North Carolina has the nation’s largest state-owned highway system (80,200 miles), 72 airports, 120+ transit systems, extensive intercity rail freight and passenger service, and several ocean ports. These resources are a key element in the state’s economic vitality and are central to its economic progress. Recent legislative and gubernatorial changes provide an opportunity for charting new directions for transportation policy, planning and investment.
This report summarizes an effort by Reason Foundation and the John Locke Foundation to make recommendations for improving North Carolina’s transportation system. The report reviews numerous prior studies, visions, plans, legislation, and the practices of other states to identify suggestions for transportation improvement. Additional suggestions come from stakeholder groups and to individuals familiar with North Carolina’s transportation issues. In total, 157 separate suggestions are reviewed. These are analyzed by goal, time frame, mode, cost or savings potential, feasibility and regional equity.
Of the suggestions reviewed, 20 are recommended for immediate action, but no new ?revenues are called for. These recommendations are listed in the table below.
In the first category are six recommendations that concern major changes to the transportation program by increasing maintenance and concentrating expansions on statewide significance. A key step is to constrain the STIP2 by merit-based project selection, then shifting some of the savings to maintenance, major projects and rural safety. If fully implemented these recommendations would save about $ 50 million annually, reducing expenditures in some areas and increasing them in others.
In the second category are four recommendations intended to increase economic productivity and strengthen maintenance management and project selection, through head-to-head project evaluation, adding maintenance needs to funding formulas, and contracting out light maintenance. If implemented fully these would increases costs by about $ 30 million annually but result in better system condition and improved economic productivity.
In the third category are 10 lower-cost recommendations intended to strengthen long-range planning by refreshing the state’s vision for transportation, preparing an updated Long Range Plan and improving communications. Organizational efficiency is also addressed through increased design-build flexibility and strengthened measures of performance and project delivery. If implemented fully these recommendations would save about 1.1 million annually.
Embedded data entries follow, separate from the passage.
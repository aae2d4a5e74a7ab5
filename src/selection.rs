//! Method selection: a deterministic decision table over classifications.
//!
//! Replaces string-keyed method lookup with a closed enum so every dispatch
//! is matched exhaustively at compile time.

use crate::classify::{DataVolume, IntermittencyClass, SeriesClassification, VolatilityClass};

/// Trend strength (R²) at or above which a plain linear regression is
/// preferred over trend-aware smoothing.
pub const TREND_STRONG_MIN: f64 = 0.6;

const CONFIDENCE_INSUFFICIENT: f64 = 0.40;
const CONFIDENCE_INTERMITTENT: f64 = 0.75;
const CONFIDENCE_SEASONAL_TREND: f64 = 0.85;
const CONFIDENCE_SEASONAL_FULL: f64 = 0.80;
const CONFIDENCE_SEASONAL_LIGHT: f64 = 0.65;
const CONFIDENCE_TREND_STRONG: f64 = 0.80;
const CONFIDENCE_TREND_SMOOTH: f64 = 0.70;
const CONFIDENCE_STABLE_LOW: f64 = 0.75;
const CONFIDENCE_STABLE_MEDIUM: f64 = 0.70;
const CONFIDENCE_STABLE_HIGH: f64 = 0.60;

/// Every forecasting method the library can execute.
#[derive(Debug, Clone, Copy, PartialEq, Eq, Hash)]
pub enum MethodId {
    SimpleMovingAverage,
    WeightedMovingAverage,
    ExponentialSmoothing,
    /// Level-plus-trend smoothing with dampened extrapolation.
    TrendSmoothing,
    LinearTrend,
    SeasonalDecomposition,
    /// Lightweight seasonal indices over a level, for shorter histories.
    SeasonalIndex,
    /// Seasonal decomposition with the trend always extrapolated.
    SeasonalTrend,
    Tsb,
    Croston,
    Sba,
}

impl MethodId {
    /// Stable identifier used in metadata and logs.
    pub fn id(&self) -> &'static str {
        match self {
            MethodId::SimpleMovingAverage => "simple_moving_average",
            MethodId::WeightedMovingAverage => "weighted_moving_average",
            MethodId::ExponentialSmoothing => "exponential_smoothing",
            MethodId::TrendSmoothing => "trend_smoothing",
            MethodId::LinearTrend => "linear_trend",
            MethodId::SeasonalDecomposition => "seasonal_decomposition",
            MethodId::SeasonalIndex => "seasonal_index",
            MethodId::SeasonalTrend => "seasonal_trend",
            MethodId::Tsb => "tsb",
            MethodId::Croston => "croston",
            MethodId::Sba => "sba",
        }
    }
}

impl std::fmt::Display for MethodId {
    fn fmt(&self, f: &mut std::fmt::Formatter<'_>) -> std::fmt::Result {
        f.write_str(self.id())
    }
}

/// The selector's decision: a method, how sure it is, why, and what to try
/// instead.
#[derive(Debug, Clone, PartialEq)]
pub struct MethodRecommendation {
    pub method: MethodId,
    /// In [0, 1].
    pub confidence: f64,
    /// One sentence built from the triggering classification fields.
    pub rationale: String,
    /// Ordered fallbacks, one to three entries.
    pub alternatives: Vec<MethodId>,
}

/// Maps a classification to a method recommendation.
///
/// Pure and infallible: the branches below are evaluated in fixed
/// precedence order and the last one always matches.
pub fn select(classification: &SeriesClassification) -> MethodRecommendation {
    if classification.data_volume == DataVolume::Insufficient {
        return MethodRecommendation {
            method: MethodId::SimpleMovingAverage,
            confidence: CONFIDENCE_INSUFFICIENT,
            rationale: format!(
                "insufficient history ({} periods); falling back to a simple moving average",
                classification.n_periods
            ),
            alternatives: vec![MethodId::WeightedMovingAverage],
        };
    }

    if classification.is_intermittent {
        let (method, alternatives) = match classification.intermittency {
            IntermittencyClass::Lumpy => {
                (MethodId::Tsb, vec![MethodId::Sba, MethodId::Croston])
            }
            IntermittencyClass::Intermittent => {
                (MethodId::Croston, vec![MethodId::Tsb, MethodId::Sba])
            }
            _ => (MethodId::Sba, vec![MethodId::Tsb, MethodId::Croston]),
        };
        return MethodRecommendation {
            method,
            confidence: CONFIDENCE_INTERMITTENT,
            rationale: format!(
                "{} demand with {:.0}% zero periods (ADI {:.2}, squared CV {:.2}) calls for an intermittent-demand model",
                classification.intermittency,
                classification.zero_ratio * 100.0,
                classification.adi,
                classification.cv_squared
            ),
            alternatives,
        };
    }

    if classification.has_seasonality && classification.has_trend {
        return MethodRecommendation {
            method: MethodId::SeasonalTrend,
            confidence: CONFIDENCE_SEASONAL_TREND,
            rationale: format!(
                "seasonality at period {} combined with a significant {} trend favors seasonal decomposition with trend extrapolation",
                classification.seasonal_period.unwrap_or_default(),
                classification.trend_direction
            ),
            alternatives: vec![MethodId::SeasonalDecomposition, MethodId::LinearTrend],
        };
    }

    if classification.has_seasonality {
        let period = classification.seasonal_period.unwrap_or_default();
        if classification.n_periods >= crate::classify::VOLUME_ABUNDANT_MIN {
            return MethodRecommendation {
                method: MethodId::SeasonalDecomposition,
                confidence: CONFIDENCE_SEASONAL_FULL,
                rationale: format!(
                    "seasonality at period {} with {} periods of history supports full seasonal decomposition",
                    period, classification.n_periods
                ),
                alternatives: vec![MethodId::SeasonalIndex, MethodId::SimpleMovingAverage],
            };
        }
        return MethodRecommendation {
            method: MethodId::SeasonalIndex,
            confidence: CONFIDENCE_SEASONAL_LIGHT,
            rationale: format!(
                "seasonality at period {} but only {} periods of history; using lightweight seasonal indices",
                period, classification.n_periods
            ),
            alternatives: vec![MethodId::WeightedMovingAverage, MethodId::SimpleMovingAverage],
        };
    }

    if classification.has_trend {
        if classification.trend_strength > TREND_STRONG_MIN {
            return MethodRecommendation {
                method: MethodId::LinearTrend,
                confidence: CONFIDENCE_TREND_STRONG,
                rationale: format!(
                    "strong {} trend (R-squared {:.2}) fits a linear regression",
                    classification.trend_direction, classification.trend_strength
                ),
                alternatives: vec![MethodId::TrendSmoothing, MethodId::WeightedMovingAverage],
            };
        }
        return MethodRecommendation {
            method: MethodId::TrendSmoothing,
            confidence: CONFIDENCE_TREND_SMOOTH,
            rationale: format!(
                "moderate {} trend (R-squared {:.2}) favors trend-aware smoothing",
                classification.trend_direction, classification.trend_strength
            ),
            alternatives: vec![MethodId::LinearTrend, MethodId::ExponentialSmoothing],
        };
    }

    match classification.volatility {
        VolatilityClass::Low => MethodRecommendation {
            method: MethodId::SimpleMovingAverage,
            confidence: CONFIDENCE_STABLE_LOW,
            rationale: format!(
                "stable series with low volatility (CV {:.2}); a simple moving average suffices",
                classification.coefficient_of_variation
            ),
            alternatives: vec![MethodId::WeightedMovingAverage, MethodId::ExponentialSmoothing],
        },
        VolatilityClass::Medium => MethodRecommendation {
            method: MethodId::WeightedMovingAverage,
            confidence: CONFIDENCE_STABLE_MEDIUM,
            rationale: format!(
                "stable series with medium volatility (CV {:.2}); recent periods deserve more weight",
                classification.coefficient_of_variation
            ),
            alternatives: vec![MethodId::ExponentialSmoothing, MethodId::SimpleMovingAverage],
        },
        VolatilityClass::High => MethodRecommendation {
            method: MethodId::ExponentialSmoothing,
            confidence: CONFIDENCE_STABLE_HIGH,
            rationale: format!(
                "high volatility without structure (CV {:.2}); exponential smoothing adapts fastest",
                classification.coefficient_of_variation
            ),
            alternatives: vec![MethodId::WeightedMovingAverage, MethodId::SimpleMovingAverage],
        },
    }
}

#[cfg(test)]
mod tests {
    use super::*;
    use crate::classify::classify;

    fn classify_values(values: &[f64]) -> SeriesClassification {
        classify(values, None)
    }

    #[test]
    fn insufficient_history_picks_sma() {
        let rec = select(&classify_values(&[10.0, 12.0, 11.0]));
        assert_eq!(rec.method, MethodId::SimpleMovingAverage);
        assert_eq!(rec.confidence, 0.40);
        assert!(rec.rationale.contains("insufficient"));
    }

    #[test]
    fn lumpy_demand_picks_tsb() {
        let values = vec![0.0, 0.0, 200.0, 0.0, 0.0, 2.0, 0.0, 0.0, 150.0, 0.0, 1.0, 0.0];
        let rec = select(&classify_values(&values));
        assert_eq!(rec.method, MethodId::Tsb);
        assert_eq!(rec.confidence, 0.75);
    }

    #[test]
    fn intermittent_demand_picks_croston() {
        let values = vec![0.0, 0.0, 0.0, 25.0, 0.0, 0.0, 0.0, 30.0, 0.0, 0.0, 0.0, 28.0];
        let rec = select(&classify_values(&values));
        assert_eq!(rec.method, MethodId::Croston);
        assert!(rec.rationale.contains("intermittent"));
    }

    #[test]
    fn zero_heavy_but_smooth_series_picks_sba() {
        // Zero ratio drives the intermittent flag while the quadrant stays
        // smooth, which lands on the generic-intermittent arm.
        let values = vec![10.0, 0.0, 10.0, 10.0, 0.0, 10.0, 10.0, 0.0, 10.0, 10.0, 0.0, 10.0];
        let rec = select(&classify_values(&values));
        assert_eq!(rec.method, MethodId::Sba);
    }

    #[test]
    fn seasonal_and_trending_picks_seasonal_trend() {
        let values: Vec<f64> = (0..36)
            .map(|i| {
                100.0
                    + 3.0 * i as f64
                    + 40.0 * (2.0 * std::f64::consts::PI * i as f64 / 12.0).sin()
            })
            .collect();
        let rec = select(&classify_values(&values));
        assert_eq!(rec.method, MethodId::SeasonalTrend);
        assert_eq!(rec.confidence, 0.85);
    }

    #[test]
    fn seasonal_with_abundant_history_picks_decomposition() {
        let values: Vec<f64> = (0..24)
            .map(|i| 100.0 + 30.0 * (2.0 * std::f64::consts::PI * i as f64 / 12.0).sin())
            .collect();
        let rec = select(&classify_values(&values));
        assert_eq!(rec.method, MethodId::SeasonalDecomposition);
        assert!(rec.confidence >= 0.80);
    }

    #[test]
    fn seasonal_with_short_history_picks_index_method() {
        // A declared weekly cycle detected on 18 points: seasonal but below
        // the 24-period bar for full decomposition.
        let values: Vec<f64> = (0..18)
            .map(|i| 100.0 + 40.0 * (2.0 * std::f64::consts::PI * i as f64 / 7.0).sin())
            .collect();
        let classification = classify(&values, Some(7));
        assert!(classification.has_seasonality);
        let rec = select(&classification);
        assert_eq!(rec.method, MethodId::SeasonalIndex);
        assert_eq!(rec.confidence, 0.65);
    }

    #[test]
    fn strong_trend_picks_linear_regression() {
        let values: Vec<f64> = (0..18).map(|i| 50.0 + 5.0 * i as f64).collect();
        let rec = select(&classify_values(&values));
        assert_eq!(rec.method, MethodId::LinearTrend);
        assert_eq!(rec.confidence, 0.80);
    }

    #[test]
    fn weak_trend_picks_trend_smoothing() {
        // Enough noise to keep R² between 0.3 and 0.6.
        let values: Vec<f64> = (0..24)
            .map(|i| 100.0 + 2.0 * i as f64 + if i % 2 == 0 { 18.0 } else { -18.0 })
            .collect();
        let classification = classify_values(&values);
        assert!(classification.has_trend, "R-squared {}", classification.trend_strength);
        assert!(classification.trend_strength <= TREND_STRONG_MIN);
        let rec = select(&classification);
        assert_eq!(rec.method, MethodId::TrendSmoothing);
    }

    #[test]
    fn stable_series_picks_by_volatility() {
        let low: Vec<f64> = (0..12).map(|i| 100.0 + (i % 3) as f64).collect();
        assert_eq!(select(&classify_values(&low)).method, MethodId::SimpleMovingAverage);

        let medium = vec![
            100.0, 160.0, 60.0, 140.0, 70.0, 150.0, 80.0, 145.0, 65.0, 155.0, 75.0, 135.0,
        ];
        let classification = classify_values(&medium);
        assert_eq!(classification.volatility, VolatilityClass::Medium);
        assert_eq!(select(&classification).method, MethodId::WeightedMovingAverage);
    }

    #[test]
    fn intermittency_takes_precedence_over_seasonality() {
        // A sparse series that also autocorrelates at lag 12: the
        // intermittent branch must win.
        let mut values = vec![0.0; 36];
        for i in (0..36).step_by(12) {
            values[i] = 30.0;
            values[i + 1] = 28.0;
        }
        let classification = classify_values(&values);
        assert!(classification.is_intermittent);
        let rec = select(&classification);
        assert!(matches!(
            rec.method,
            MethodId::Tsb | MethodId::Croston | MethodId::Sba
        ));
    }

    #[test]
    fn every_recommendation_is_well_formed() {
        let cases: Vec<Vec<f64>> = vec![
            vec![],
            vec![5.0],
            vec![0.0; 12],
            (0..30).map(|i| i as f64).collect(),
            (0..24)
                .map(|i| 100.0 + 30.0 * (2.0 * std::f64::consts::PI * i as f64 / 12.0).sin())
                .collect(),
            vec![0.0, 0.0, 0.0, 25.0, 0.0, 0.0, 0.0, 30.0, 0.0, 0.0, 0.0, 28.0],
        ];
        for values in cases {
            let rec = select(&classify_values(&values));
            assert!((0.0..=1.0).contains(&rec.confidence));
            assert!(!rec.rationale.is_empty());
            assert!(!rec.alternatives.is_empty() && rec.alternatives.len() <= 3);
            assert!(!rec.alternatives.contains(&rec.method));
        }
    }
}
In total the 20 recommendations would save about $ 21 million annually and would substantially realign and refocus the transportation program on needed and affordable activities.
In addition to these recommendations, an additional 15 suggestions are also highlighted for consideration. The report also provides expanded discussion of several current topics, including public-private partnerships, tolling, pricing and managed lanes, Interstate widening and contracting maintenance. Detailed tables and descriptions for all suggestions are provided. All suggestions are fully documented.